At a high level, adding brokers to a cluster involves a few key steps:

  • Define the configuration for each of the new brokers.
  • Provision storage, networking, and compute resources to the brokers.
  • Start the brokers with the defined configurations and provisioned resources.
  • Reassign partitions across the cluster so that the new brokers share the load and the cluster’s overall performance improves.

To automate the above process, Confluent for Kubernetes leverages Self-Balancing, which is enabled by default with CFK.

If you need to manually enable Self-Balancing, see Enable Self-Balancing for the steps.

Scale up

To scale up the Kafka cluster:

  1. Increase the number of Kafka replicas in the Kafka CR:

    kafka:
      replicas:
    
  2. Update Kafka with the new settings:

    kubectl apply -f <Kafka CR file>
    
  3. Ensure that proper DNS records are configured for the new brokers, and ensure that the CFK can resolve the new broker hostname, using a command such as nslookup.

    If you are using hosts file instead of a DNS service, update hosts file with the new brokers information. For example:

    1. Get the new broker IP addresses:

      kubectl get services -n <namespace>
      
    2. Refer to the existing broker host names with the broker prefix, and derive the hostnames of the new brokers.

    3. Add the new broker hosts to the /etc/hosts file, and inject the updated file to the CFK pod as described in Adding entries to Pod /etc/hosts.

Scale down

With Confluent for Kubernetes, you must scale down Kafka clusters one broker at a time. Scaling down Kafka clusters multiple brokers at a time is not supported.

When Confluent for Kubernetes scales down a Kafka cluster by one broker, it deletes the broker pod and the backing persistentVolume. This deletes any partitions that were stored on that broker.

To scale down a Kafka cluster:

  1. Decrease the number of Kafka brokers by one:

    kafka:
      replicas: 4 # In this example, scaling down from 5
    
  2. Wait an appropriate time for partitions that were on that broker to be replicated to other existing brokers.

    You can check if the partitions were replicated by looking at the Kafka metric, Total Under Replicated Partitions Across Kafka Brokers, in Confluent Control Center UI or in your monitoring solution. The value should be 0.

    Depending on the cluster size and the number of topics, this time could vary.
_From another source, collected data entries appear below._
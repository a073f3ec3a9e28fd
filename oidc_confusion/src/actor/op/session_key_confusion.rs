use async_trait::async_trait;
use serde_json::{Value, json};

use crate::actor::errors::ActorError;
use crate::actor::keys;
use crate::actor::types::{ActorRequest, ActorResponse, Endpoint};
use crate::context::keys::{FIRST_AUTH_CLAIMED, HONEST_AUTH_SEEN, SECOND_AUTH_SEEN};
use crate::types::Role;

use super::server::{OpScenario, OpServer};

/// Key confusion through session overwriting: the evil OP registers under
/// the honest client ID and signs its ID token with HMAC under the client
/// secret it handed out. The evil authorization response is held until the
/// browser has started a second login at the honest OP, so the RP may
/// validate the evil token against the honest OP's session.
pub struct SessionKeyConfusionOp;

#[async_trait]
impl OpScenario for SessionKeyConfusionOp {
    async fn intercept(
        &self,
        op: &OpServer,
        endpoint: Endpoint,
        request: &ActorRequest,
    ) -> Result<Option<ActorResponse>, ActorError> {
        let env = op.env();
        match endpoint {
            Endpoint::Discovery => {
                let mut metadata = serde_json::to_value(op.metadata())?;
                metadata["id_token_signing_alg_values_supported"] = json!(["EdDSA", "HS256", "none"]);
                Ok(Some(ActorResponse::ok_json(&metadata)))
            }
            Endpoint::Authorization if op.role() == Role::Evil => {
                if !env.step.insert_if_absent(FIRST_AUTH_CLAIMED, true) {
                    return Ok(None);
                }
                let second = env.step.barrier(SECOND_AUTH_SEEN);
                env.step.barrier(HONEST_AUTH_SEEN).complete(());
                env.logger.log("Holding evil Authentication Response.");
                if let Err(e) = second.wait(env.timeouts.normal).await {
                    env.logger
                        .log_error("Waiting for the honest Authentication Request failed", &e);
                }
                op.authorization(request).map(Some)
            }
            Endpoint::Authorization => {
                env.logger
                    .log("Honest Authentication Request received, releasing evil response.");
                env.step.barrier(SECOND_AUTH_SEEN).complete(());
                Ok(Some(ActorResponse::no_content()))
            }
            _ => Ok(None),
        }
    }

    fn sign_id_token(&self, op: &OpServer, claims: &Value) -> Result<Option<String>, ActorError> {
        let secret = op
            .registered_client()
            .and_then(|client| client.client_secret)
            .filter(|secret| !secret.is_empty());
        let Some(secret) = secret else {
            op.env()
                .logger
                .log("No client secret registered, using the default signature.");
            return Ok(None);
        };
        op.env().logger.log("Signing id_token with the registered client secret.");
        keys::sign_with_secret(&secret, claims).map(Some)
    }
}
use thiserror::Error;

#[derive(Debug, Error, Clone, PartialEq, Eq)]
pub enum ContextError {
    #[error("Context value missing: {0}")]
    Missing(String),

    #[error("Invalid context parameter '{name}': {value}")]
    InvalidParameter { name: String, value: String },
}
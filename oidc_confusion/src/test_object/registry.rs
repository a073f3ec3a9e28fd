use std::collections::HashMap;
use std::sync::{Arc, Mutex, PoisonError};
use std::time::{Duration, Instant};

use crate::config::{OIDC_CONFUSION_TEST_ID_LENGTH, OIDC_CONFUSION_TEST_OBJECT_LIFETIME};
use crate::plan::{PlanKind, TestPlans};
use crate::types::TestId;
use crate::utils::gen_alphanumeric;

use super::errors::TestObjectError;
use super::object::TestObject;

struct Entry {
    object: Arc<TestObject>,
    last_access: Instant,
}

/// Cache of live test objects with idle expiry.
pub struct TestObjectRegistry {
    plans: TestPlans,
    lifetime: Duration,
    id_length: usize,
    objects: Mutex<HashMap<TestId, Entry>>,
}

impl TestObjectRegistry {
    pub fn new(plans: TestPlans, lifetime: Duration, id_length: usize) -> Self {
        Self {
            plans,
            lifetime,
            id_length,
            objects: Mutex::new(HashMap::new()),
        }
    }

    /// Lifetime and id length from the environment.
    pub fn from_env(plans: TestPlans) -> Self {
        Self::new(
            plans,
            *OIDC_CONFUSION_TEST_OBJECT_LIFETIME,
            *OIDC_CONFUSION_TEST_ID_LENGTH,
        )
    }

    pub fn plans(&self) -> &TestPlans {
        &self.plans
    }

    pub fn create_rp_test_object(&self) -> Result<Arc<TestObject>, TestObjectError> {
        self.create(PlanKind::Rp)
    }

    pub fn create_op_test_object(&self) -> Result<Arc<TestObject>, TestObjectError> {
        self.create(PlanKind::Op)
    }

    fn create(&self, kind: PlanKind) -> Result<Arc<TestObject>, TestObjectError> {
        let mut objects = self.objects.lock().unwrap_or_else(PoisonError::into_inner);
        self.sweep(&mut objects);

        let test_id = loop {
            let candidate = TestId::new(gen_alphanumeric(self.id_length)?);
            if !objects.contains_key(&candidate) {
                break candidate;
            }
        };
        let object = Arc::new(TestObject::new(test_id.clone(), kind, self.plans.get(kind)));
        objects.insert(
            test_id.clone(),
            Entry {
                object: object.clone(),
                last_access: Instant::now(),
            },
        );
        tracing::info!("Created {:?} test object {}", kind, test_id);
        Ok(object)
    }

    /// Look up a test object and refresh its idle timer.
    pub fn get(&self, test_id: &str) -> Result<Arc<TestObject>, TestObjectError> {
        let mut objects = self.objects.lock().unwrap_or_else(PoisonError::into_inner);
        self.sweep(&mut objects);
        let entry = objects
            .get_mut(&TestId::from(test_id))
            .ok_or_else(|| TestObjectError::NotFound(test_id.to_string()))?;
        entry.last_access = Instant::now();
        Ok(entry.object.clone())
    }

    /// Remove a test object. Returns whether it existed.
    pub fn delete(&self, test_id: &str) -> bool {
        let mut objects = self.objects.lock().unwrap_or_else(PoisonError::into_inner);
        self.sweep(&mut objects);
        let removed = objects.remove(&TestId::from(test_id)).is_some();
        if removed {
            tracing::info!("Deleted test object {}", test_id);
        }
        removed
    }

    pub fn len(&self) -> usize {
        let mut objects = self.objects.lock().unwrap_or_else(PoisonError::into_inner);
        self.sweep(&mut objects);
        objects.len()
    }

    pub fn is_empty(&self) -> bool {
        self.len() == 0
    }

    fn sweep(&self, objects: &mut HashMap<TestId, Entry>) {
        let lifetime = self.lifetime;
        objects.retain(|test_id, entry| {
            let alive = entry.last_access.elapsed() < lifetime;
            if !alive {
                tracing::info!("Test object {} expired", test_id);
            }
            alive
        });
    }
}
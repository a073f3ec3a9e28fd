//! Simulated relying parties.

mod code_reuse;
mod pkce;
mod redirect_uri;
mod server;
mod sub_claim;

pub use code_reuse::CodeReuseRp;
pub use pkce::PkceRp;
pub use redirect_uri::RedirectUriManipulationRp;
pub use server::{AuthResponse, DefaultRp, RpScenario, RpServer};
pub use sub_claim::SubClaimSpoofingRp;
pub(crate) use sub_claim::{USER1_ID_TOKEN_VAR, USER1_SUB_VAR, USER2_SUB_VAR};
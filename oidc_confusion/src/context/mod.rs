mod errors;
pub mod keys;
mod types;

pub use errors::ContextError;
pub use types::{ContextKey, ContextMap, StepContext, SuiteContext};
//! Combined router for the control API and the simulated actors

use axum::Router;
use tower_http::LatencyUnit;
use tower_http::trace::{DefaultMakeSpan, DefaultOnRequest, DefaultOnResponse, TraceLayer};
use tracing::Level;

use oidc_confusion::Harness;

use super::config::OIDC_CONFUSION_API_PREFIX;

/// Create the router serving the whole harness
///
/// The control API is nested under [`OIDC_CONFUSION_API_PREFIX`]; every other
/// request is dispatched to the actor registered for its host and path. Point
/// the controller and all four actor host names at this one listener.
pub fn oidc_confusion_router(harness: Harness) -> Router {
    oidc_confusion_router_no_trace(harness).layer(
        TraceLayer::new_for_http()
            .make_span_with(
                DefaultMakeSpan::new()
                    .level(Level::INFO)
                    .include_headers(true),
            )
            .on_request(DefaultOnRequest::new().level(Level::INFO))
            .on_response(
                DefaultOnResponse::new()
                    .level(Level::INFO)
                    .latency_unit(LatencyUnit::Millis),
            ),
    )
}

/// Same as [`oidc_confusion_router`] without the HTTP tracing middleware.
pub fn oidc_confusion_router_no_trace(harness: Harness) -> Router {
    Router::new()
        .nest(
            OIDC_CONFUSION_API_PREFIX.as_str(),
            super::control::router(harness.clone()),
        )
        .merge(super::dispatch::router(harness))
}
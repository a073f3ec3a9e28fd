//! Relying party under test, served by axum on an ephemeral port.
//!
//! The simulated providers live at hosts nothing resolves, so every
//! back-channel request (discovery, registration, token, keys) goes through
//! the harness dispatcher instead of the network.

use std::collections::HashMap;
use std::sync::{Arc, Mutex};

use axum::{
    Router,
    extract::{Query, State},
    response::{Html, IntoResponse, Redirect, Response},
    routing::get,
};
use base64::{Engine as _, engine::general_purpose::STANDARD};
use http::header::{AUTHORIZATION, CONTENT_TYPE};
use jsonwebtoken::{Algorithm, DecodingKey, Validation};
use oidc_confusion::{ActorResponse, Harness};
use serde_json::{Value, json};
use url::Url;

use super::fixtures::CONTROLLER_URI;

#[derive(Debug, Clone, Default)]
pub struct MockRpOptions {
    /// Redeem a code with the provider of the most recently started login
    /// instead of the first pending one.
    pub follow_latest_login: bool,
    /// Fetch ID token keys from the `jku` header when one is present.
    pub honor_jku: bool,
}

#[derive(Debug, Clone)]
struct Login {
    metadata: Value,
    client_id: String,
    client_secret: String,
}

#[derive(Clone)]
pub struct MockRp {
    pub base: String,
    options: MockRpOptions,
    harness: Harness,
    pending: Arc<Mutex<Vec<Login>>>,
    user: Arc<Mutex<Option<String>>>,
    /// Token endpoints a code was sent to.
    pub token_requests: Arc<Mutex<Vec<String>>>,
    /// Key set URLs fetched to validate ID tokens.
    pub key_requests: Arc<Mutex<Vec<String>>>,
    /// Reasons of rejected logins.
    pub failures: Arc<Mutex<Vec<String>>>,
}

impl MockRp {
    pub async fn start(harness: Harness, options: MockRpOptions) -> Self {
        let listener = tokio::net::TcpListener::bind("127.0.0.1:0")
            .await
            .expect("Failed to bind mock RP");
        let addr = listener.local_addr().expect("No local address");
        let rp = MockRp {
            base: format!("http://{addr}"),
            options,
            harness,
            pending: Arc::default(),
            user: Arc::default(),
            token_requests: Arc::default(),
            key_requests: Arc::default(),
            failures: Arc::default(),
        };

        let app = Router::new()
            .route("/.professos", get(|| async { CONTROLLER_URI }))
            .route("/login", get(login))
            .route("/callback", get(callback))
            .route("/welcome", get(welcome))
            .route("/error", get(|| async { Html("Login failed") }))
            .with_state(rp.clone());
        tokio::spawn(async move {
            axum::serve(listener, app).await.expect("Mock RP failed");
        });
        rp
    }

    fn redirect_uri(&self) -> String {
        format!("{}/callback", self.base)
    }

    async fn send(&self, request: http::Request<Vec<u8>>) -> Result<ActorResponse, String> {
        let uri = request.uri().to_string();
        let response = self
            .harness
            .dispatch(request)
            .await
            .map_err(|e| format!("{uri}: {e}"))?;
        if !response.status.is_success() {
            return Err(format!("{uri} answered {}", response.status));
        }
        Ok(response)
    }

    async fn fetch_json(&self, request: http::Request<Vec<u8>>) -> Result<Value, String> {
        let response = self.send(request).await?;
        serde_json::from_slice(&response.body).map_err(|e| format!("Invalid JSON: {e}"))
    }

    async fn get_json(&self, url: &str) -> Result<Value, String> {
        let request = http::Request::get(url)
            .body(Vec::new())
            .map_err(|e| e.to_string())?;
        self.fetch_json(request).await
    }

    /// Discover and register with `issuer`, returning the authentication
    /// request to send the browser to.
    async fn start_login(&self, issuer: &str) -> Result<String, String> {
        let issuer = issuer.trim().trim_end_matches('/');
        let metadata = self
            .get_json(&format!("{issuer}/.well-known/openid-configuration"))
            .await?;

        let registration_endpoint = metadata["registration_endpoint"]
            .as_str()
            .ok_or("No registration endpoint")?;
        let body = json!({ "client_name": "mock rp", "redirect_uris": [self.redirect_uri()] });
        let request = http::Request::post(registration_endpoint)
            .header(CONTENT_TYPE, "application/json")
            .body(body.to_string().into_bytes())
            .map_err(|e| e.to_string())?;
        let client = self.fetch_json(request).await?;
        let client_id = client["client_id"].as_str().ok_or("No client_id")?.to_string();
        let client_secret = client["client_secret"].as_str().unwrap_or_default().to_string();

        let authorization_endpoint = metadata["authorization_endpoint"]
            .as_str()
            .ok_or("No authorization endpoint")?;
        let mut url = Url::parse(authorization_endpoint).map_err(|e| e.to_string())?;

        let mut pending = self.pending.lock().unwrap();
        let n = pending.len() + 1;
        url.query_pairs_mut()
            .append_pair("response_type", "code")
            .append_pair("client_id", &client_id)
            .append_pair("redirect_uri", &self.redirect_uri())
            .append_pair("scope", "openid")
            .append_pair("state", &format!("state-{n}"))
            .append_pair("nonce", &format!("nonce-{n}"));
        pending.push(Login {
            metadata,
            client_id,
            client_secret,
        });
        Ok(url.to_string())
    }

    /// Redeem the code of the callback and validate the ID token, returning
    /// the user's name.
    async fn finish_login(&self, params: &HashMap<String, String>) -> Result<String, String> {
        let code = params.get("code").ok_or("No code in the response")?;
        let login = {
            let mut pending = self.pending.lock().unwrap();
            let login = if self.options.follow_latest_login {
                pending.last().cloned()
            } else {
                pending.first().cloned()
            };
            pending.clear();
            login
        }
        .ok_or("No pending login")?;

        let token_endpoint = login.metadata["token_endpoint"]
            .as_str()
            .ok_or("No token endpoint")?;
        self.token_requests
            .lock()
            .unwrap()
            .push(token_endpoint.to_string());
        let form = url::form_urlencoded::Serializer::new(String::new())
            .append_pair("grant_type", "authorization_code")
            .append_pair("code", code)
            .append_pair("redirect_uri", &self.redirect_uri())
            .finish();
        let credentials = STANDARD.encode(format!("{}:{}", login.client_id, login.client_secret));
        let request = http::Request::post(token_endpoint)
            .header(CONTENT_TYPE, "application/x-www-form-urlencoded")
            .header(AUTHORIZATION, format!("Basic {credentials}"))
            .body(form.into_bytes())
            .map_err(|e| e.to_string())?;
        let tokens = self.fetch_json(request).await?;
        let id_token = tokens["id_token"].as_str().ok_or("No ID token")?;
        self.validate(&login, id_token).await
    }

    async fn validate(&self, login: &Login, id_token: &str) -> Result<String, String> {
        let header = jsonwebtoken::decode_header(id_token).map_err(|e| e.to_string())?;
        let kid = header.kid.ok_or("ID token has no kid")?;
        let key_url = match header.jku.filter(|_| self.options.honor_jku) {
            Some(jku) => jku,
            None => login.metadata["jwks_uri"]
                .as_str()
                .ok_or("No jwks_uri")?
                .to_string(),
        };
        self.key_requests.lock().unwrap().push(key_url.clone());

        let key_set = self.get_json(&key_url).await?;
        let x = key_set["keys"]
            .as_array()
            .into_iter()
            .flatten()
            .find(|key| key["kid"] == kid.as_str())
            .and_then(|key| key["x"].as_str())
            .ok_or_else(|| format!("Unknown key {kid}"))?;
        let key = DecodingKey::from_ed_components(x).map_err(|e| e.to_string())?;
        let mut validation = Validation::new(Algorithm::EdDSA);
        validation.validate_aud = false;
        validation.required_spec_claims.clear();
        let data = jsonwebtoken::decode::<Value>(id_token, &key, &validation)
            .map_err(|e| e.to_string())?;
        Ok(data.claims["name"].as_str().unwrap_or_default().to_string())
    }
}

async fn login(State(rp): State<MockRp>, Query(params): Query<HashMap<String, String>>) -> Response {
    let Some(issuer) = params.get("user") else {
        return Html("<form><input name=\"user\"></form>").into_response();
    };
    match rp.start_login(issuer).await {
        Ok(location) => Redirect::to(&location).into_response(),
        Err(reason) => {
            rp.failures.lock().unwrap().push(reason);
            Redirect::to("/error").into_response()
        }
    }
}

async fn callback(
    State(rp): State<MockRp>,
    Query(params): Query<HashMap<String, String>>,
) -> Response {
    match rp.finish_login(&params).await {
        Ok(name) => {
            *rp.user.lock().unwrap() = Some(name);
            Redirect::to("/welcome").into_response()
        }
        Err(reason) => {
            rp.failures.lock().unwrap().push(reason);
            Redirect::to("/error").into_response()
        }
    }
}

async fn welcome(State(rp): State<MockRp>) -> Response {
    match rp.user.lock().unwrap().clone() {
        Some(name) => Html(format!("Welcome {name}")).into_response(),
        None => Redirect::to("/login").into_response(),
    }
}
  3. Repeat the above steps, decreasing the number of Kafka brokers by one, and waiting, until the desired broker count is achieved.

Enable Self-Balancing

The Self-Balancing feature is enabled by default in Confluent for Kubernetes.

To disable Self-Balancing, pass the setting in configOverrides in the Kafka CR configuration file as shown below.

kafka:
  configOverrides:
    server:
      - confluent.balancer.enable=false

To balance the load across the cluster whenever an imbalance is detected, set confluent.balancer.heal.uneven.load.trigger to ANY_UNEVEN_LOAD. The default is EMPTY_BROKER.

kafka:
  configOverrides:
    server:
      - confluent.balancer.heal.uneven.load.trigger=ANY_UNEVEN_LOAD

For a complete list of available settings you can use to control Self-Balancing, see Configuration Options and Commands for Self-Balancing Clusters.